This is an shortened version of a letter to: Lucy Frazer QC MP, Parliamentary Under-Secretary of State for Justice Ministry of Justice from Bob Neill MP, conservative MP and chair of the House of Commons Justice Committee. It indicates the growing level of concern at the online proposals; the court sales necessary to fund them; and the approach of Her Majesty’s Court Service to implementation. It makes many of the same points as have other critics.
27 February 2017
Dear Lucy,
Ministry of Justice consultation: Fit for the future: transforming the court and tribunal estate
[W]e do not intend to submit a formal response to the consultations [on future strategy], we would nonetheless wish to draw your attention to some of the issues that they raise. These … are underpinned by our overarching concern that the impact of any decisions on access to justice be fully understood before implementation, and that measures be proportionate to the policy objectives in question.
Court closures
We welcome the Ministry of Justice’s (MoJ’s) decision to establish clear principles to inform the estates reform programme … However, it seems to us that several proposals in the consultation are worthy of further careful attention:
1. Travel time to court:
The current consultation is seeking views on a modified approach to the travel standard used to determine decisions on court and tribunal locations: that nearly all users should be able to attend a hearing on time and return within a day. Our predecessor Committee recommended maintaining the standard that at least 90 per cent of users can reach the nearest magistrates’ court venue by public transport within one hour … No convincing policy justification has been offered for the current proposal, which appears to favour the principle of value for money over the principle of access to justice. We dispute the assertion that any particular time standard would be ‘arbitrary’ and we question the assumption that virtual hearings will, and should, increasingly take the place of physical access to hearing rooms …
The equality analysis that accompanies this consultation paper – in common with the other equality statements in this package of consultations makes no mention of the indirectly discriminatory impact of a six-hour (plus) round trip on elderly people or on women, who are more likely to be caring for pre-school and/or school-aged children; nor does it suggest what reasonable adjustments would be made for people with a mobility impairment, in particular wheelchair users – other than a reference to adjustments in court buildings themselves.
2. Assumptions about the capacity of receiving courts
We question whether, in all cases, the court buildings expected to receive the business of the courts identified for closure would in fact have the capacity to deal with the additional work …
3. Use of alternative court venues
[W]e are concerned about the … evident preference for virtual and online justice over traditional, court-based models in the absence of recent research, or evaluation of pilot projects.

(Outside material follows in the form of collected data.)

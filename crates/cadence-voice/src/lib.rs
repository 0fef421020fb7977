//! # Cadence Voice - Announcements and Alarms
//!
//! External collaborators of the sequencing engine:
//!
//! - **Speech Service** ([`SpeechService`]): synthesizes step and completion announcements as raw
//!   24 kHz PCM and transcribes short recordings into step names.
//! - **Audio Output Service** ([`AudioOutput`]): decodes PCM into [`AudioBuffer`]s, plays them at a
//!   volume with a single-resolution [`Playback`] handle, and plays the four fixed alarm patterns.
//!
//! ```text
//!  step name ──► SpeechService ──► PCM bytes ──► AudioOutput::decode ──► AudioBuffer
//!                                                                          │
//!                       Completion ◄── Playback ◄── AudioOutput::play ◄────┘
//!                       StopHandle ──► stop()
//! ```

pub mod alarm;
pub mod audio;
pub mod error;
pub mod output;
pub mod phrases;
pub mod playback;
pub mod retry;
pub mod speech;

pub use alarm::AlarmSound;
pub use audio::{decode_pcm16, AudioBuffer, SPEECH_SAMPLE_RATE};
pub use error::{AttemptTimedOut, DecodeError, PlaybackError, SynthesisError, TranscriptionError};
pub use output::{AudioContext, AudioOutput, PlayRecord, RodioOutput, SimulatedOutput};
pub use phrases::{clean_transcript, format_duration, step_announcement, COMPLETION_ANNOUNCEMENT};
pub use playback::{Completion, Playback, StopHandle};
pub use retry::{retry_with_backoff, Exhausted, RetryPolicy};
pub use speech::{
    create_speech_service, OpenAiSpeech, PlaceholderSpeech, SpeechService, SpeechSettings,
};
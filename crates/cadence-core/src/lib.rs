//! # Cadence Core - Run-time Sequencing Engine
//!
//! Drives an ordered list of [`Step`]s through announce → countdown → alarm → (buffer), ending
//! with a completion announcement. User pause/resume/skip may arrive at any point; a generation
//! counter makes sure superseded asynchronous work never touches the visible state.
//!
//! ## Architecture
//!
//! ```text
//! ┌──────────────────────────────────────────────────────────┐
//! │                  SequenceController                       │
//! │  RunState (phase, index, remaining, paused, generation)   │
//! │     │                    │                     │          │
//! │     ▼                    ▼                     ▼          │
//! │ AnnouncementCache    TickSource          AudioOutput      │
//! │ (prefetch i+1)       (1 s countdown)     (voice, alarm)   │
//! │     │                                                     │
//! │     ▼                                                     │
//! │ SpeechService                                             │
//! └──────────────────────────────────────────────────────────┘
//!        │ SequenceEvent (mpsc)      RunSnapshot (watch)
//!        ▼
//!   presentation layer
//! ```

pub mod cache;
pub mod controller;
pub mod error;
pub mod state;
pub mod step;
pub mod tick;

pub use cache::AnnouncementCache;
pub use controller::{SequenceController, NOTICE_DURATION};
pub use error::SequenceError;
pub use state::{Phase, RunSnapshot, SequenceEvent};
pub use step::{SequenceSettings, Step};
pub use tick::{TickHandle, TickSource};
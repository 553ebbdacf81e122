//! One-shot drain: upload every JSON file currently in the folder, then exit.

use anyhow::Result;
use clap::Parser;
use mongowatch::sink::MongoSink;
use mongowatch::sweep::run_sweep;
use mongowatch::{Config, Discovery, FileProcessor};
use std::path::PathBuf;
use std::sync::Arc;
use std::time::Instant;

#[derive(Parser, Debug)]
#[command(name = "sweep")]
#[command(about = "Upload the JSON files already in the watched folder and exit")]
struct Args {
    /// Config file (defaults to $MONGOWATCH_CONFIG, then ./config.toml)
    #[arg(short, long)]
    config: Option<PathBuf>,
}

#[tokio::main]
async fn main() -> Result<()> {
    let args = Args::parse();

    let config = match &args.config {
        Some(path) => Config::load_from(path)?,
        None => Config::load()?,
    };

    env_logger::Builder::from_env(
        env_logger::Env::default().filter_or("RUST_LOG", &config.watch.log_level),
    )
    .init();

    config.ensure_folders()?;
    let sink = MongoSink::connect(
        &config.mongodb_uri()?,
        &config.mongodb.database,
        config.insert_timeout(),
    )
    .await?;
    let processor = FileProcessor::new(Arc::new(sink), config.retry_policy())
        .with_reject_dir(config.disposal.reject_dir.clone());

    let start = Instant::now();
    let (summary, _) = run_sweep(&processor, config.watch_folder(), Discovery::Startup).await;
    log::info!(
        "Sweep finished in {:?}: {} file(s), {} uploaded",
        start.elapsed(),
        summary.total(),
        summary.succeeded
    );

    if !summary.all_succeeded() {
        anyhow::bail!(
            "{} file(s) exhausted their retries and {} were rejected",
            summary.exhausted,
            summary.rejected
        );
    }
    Ok(())
}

We accept that video hearings may suit some court users – including people with mobility impairments who may find it difficult to travel to court. However, we consider it likely that virtual courts will disadvantage some individuals. Focus group and survey evidence … suggests that unrepresented defendants, defendants who do not speak English well, and older and younger court users are likely to be particularly disadvantaged by video hearings; there was also evidence of video equipment failures, poor sound quality and mismatches of sound and image. The MoJ appears to have undertaken no evaluation of virtual hearings since its pilot programme in Kent and London, which was evaluated in a report published in 2010. This found that virtual courts were expensive to set up and to run, that defendants appeared less engaged in the process and that the rate of guilty pleas and custodial sentences was higher than in traditional courts for reasons that were unclear. This discrepancy indicates that further evaluation is needed before moving towards routine use of virtual hearings.
We accept that some types of case lend themselves to online processes and we do not doubt the success of certain initiatives such as the online service for straightforward divorce, or the Common Platform programme that supports case management in the Crown Court. However, were digital justice to become the norm, we believe that substantial barriers would be faced by non-users of the internet, estimated as 18 per cent of 55-64 year aids, 35 per cent of 65-74 year olds and 56 per cent of 75+ year olds. In relation to socio-economic groups, 16 per cent of C2s and 27 per cent of DEs are non-users of the internet (Ofcom …).
We do not consider that the MoJ/HMCTS proposals for providing face to face assisted digital support have been adequately developed, evaluated or costed. If digital justice is implemented more widely without adequate mitigation for those without access to, or familiarity with, the internet, then this would raise a serious issue of discrimination and fairness – particularly for those in older age groups and those who are less well off. The adverse impact may be greater because of the widespread cuts to local libraries which have previously facilitated internet access for these groups.
In relation to criminal cases, we are not aware of any consultation or piloting of the proposals to introduce online pleas, or the proposals designed to allow defendants charged with certain minor offences to plead guilty using an entirely automated system that would issue an online conviction and penalty; in response to the latter, our predecessor Committee observed (in the magistracy report) that excluding judicial office holders from involvement in disposing of certain criminal case at first sight ‘does appear to raise some issues of concern’. We believe there are particular fears about the implications of departing from the long established principle of open justice – a principle accepted by the Senior Presiding Judge in oral evidence to the magistracy inquiry. In addition, there may be concerns about the fairness of defendants making decisions about plea without the benefit of legal advice.
I look forward to receiving your thoughts on these points.